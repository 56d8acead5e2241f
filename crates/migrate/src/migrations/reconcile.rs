//! Reconciler - Watermark diff between source and applied state
//!
//! The pending set is computed against a watermark, not by set
//! difference: "has the migration with the greatest identity been
//! applied" stands in for "has everything before it been applied". This
//! assumes migrations run strictly in ascending identity order with a
//! single writer. A file whose identity is below the current watermark
//! but was never applied (a retroactively added or backfilled file) is
//! skipped forever. That is the documented behavior of this strategy;
//! replacing it with a set difference would change semantics for
//! backfilled migrations and must not be done silently.

use super::definitions::MigrationRecord;

/// Source migrations that have not yet been applied, per the watermark
/// strategy: all of `source` when `applied` is empty, otherwise the
/// elements of `source` with identity strictly greater than the largest
/// applied identity.
pub fn pending_after_watermark(
    source: &[MigrationRecord],
    applied: &[MigrationRecord],
) -> Vec<MigrationRecord> {
    let Some(watermark) = applied.iter().map(|m| m.id).max() else {
        return source.to_vec();
    };
    source.iter().filter(|m| m.id > watermark).cloned().collect()
}

/// Revert ordering: everything applied, most recent identity first.
/// No watermark is involved — applied records are all pending for
/// revert by definition.
pub fn newest_first(mut applied: Vec<MigrationRecord>) -> Vec<MigrationRecord> {
    applied.sort_by(|a, b| b.id.cmp(&a.id));
    applied
}

/// Truncate a work list to at most `step` entries. Non-positive `step`
/// (canonically -1) means no limit.
pub fn limit_steps(mut list: Vec<MigrationRecord>, step: i32) -> Vec<MigrationRecord> {
    if step > 0 && (step as usize) < list.len() {
        list.truncate(step as usize);
    }
    list
}

#[cfg(test)]
mod tests {
    use super::*;

    fn records(ids: &[i64]) -> Vec<MigrationRecord> {
        ids.iter()
            .map(|&id| MigrationRecord::new(id, format!("m{}", id)))
            .collect()
    }

    #[test]
    fn empty_applied_means_everything_pending() {
        let source = records(&[1000, 2000, 3000]);
        assert_eq!(pending_after_watermark(&source, &[]), source);
    }

    #[test]
    fn pending_is_strictly_above_watermark() {
        let source = records(&[1000, 2000, 3000]);
        let applied = records(&[1000, 2000]);
        assert_eq!(
            pending_after_watermark(&source, &applied),
            records(&[3000])
        );
    }

    #[test]
    fn watermark_is_max_not_last_element() {
        let source = records(&[1000, 2000, 3000]);
        // Unsorted applied list: the watermark is still 2000.
        let applied = records(&[2000, 1000]);
        assert_eq!(
            pending_after_watermark(&source, &applied),
            records(&[3000])
        );
    }

    #[test]
    fn pre_watermark_files_are_skipped() {
        // 500 was never applied but sits below the watermark of 1000.
        // The watermark strategy skips it forever.
        let source = records(&[500, 1000, 2000]);
        let applied = records(&[1000]);
        assert_eq!(
            pending_after_watermark(&source, &applied),
            records(&[2000])
        );
    }

    #[test]
    fn everything_applied_means_nothing_pending() {
        let source = records(&[1000, 2000]);
        let applied = records(&[1000, 2000]);
        assert!(pending_after_watermark(&source, &applied).is_empty());
    }

    #[test]
    fn newest_first_sorts_descending() {
        let applied = records(&[1000, 3000, 2000]);
        assert_eq!(newest_first(applied), records(&[3000, 2000, 1000]));
    }

    #[test]
    fn step_limit_truncates_in_order() {
        let pending = records(&[1000, 2000, 3000, 4000, 5000]);
        assert_eq!(limit_steps(pending.clone(), 2), records(&[1000, 2000]));
        assert_eq!(limit_steps(pending.clone(), -1), pending);
        assert_eq!(limit_steps(pending.clone(), 0), pending);
        assert_eq!(limit_steps(pending.clone(), 10), pending);
    }
}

Assigned task:
The exercise is to copy out every line above that has the word "identity" in it.

Answer below:
//! difference: "has the migration with the greatest identity been
//! assumes migrations run strictly in ascending identity order with a
//! single writer. A file whose identity is below the current watermark
/// elements of `source` with identity strictly greater than the largest
/// applied identity.
/// Revert ordering: everything applied, most recent identity first.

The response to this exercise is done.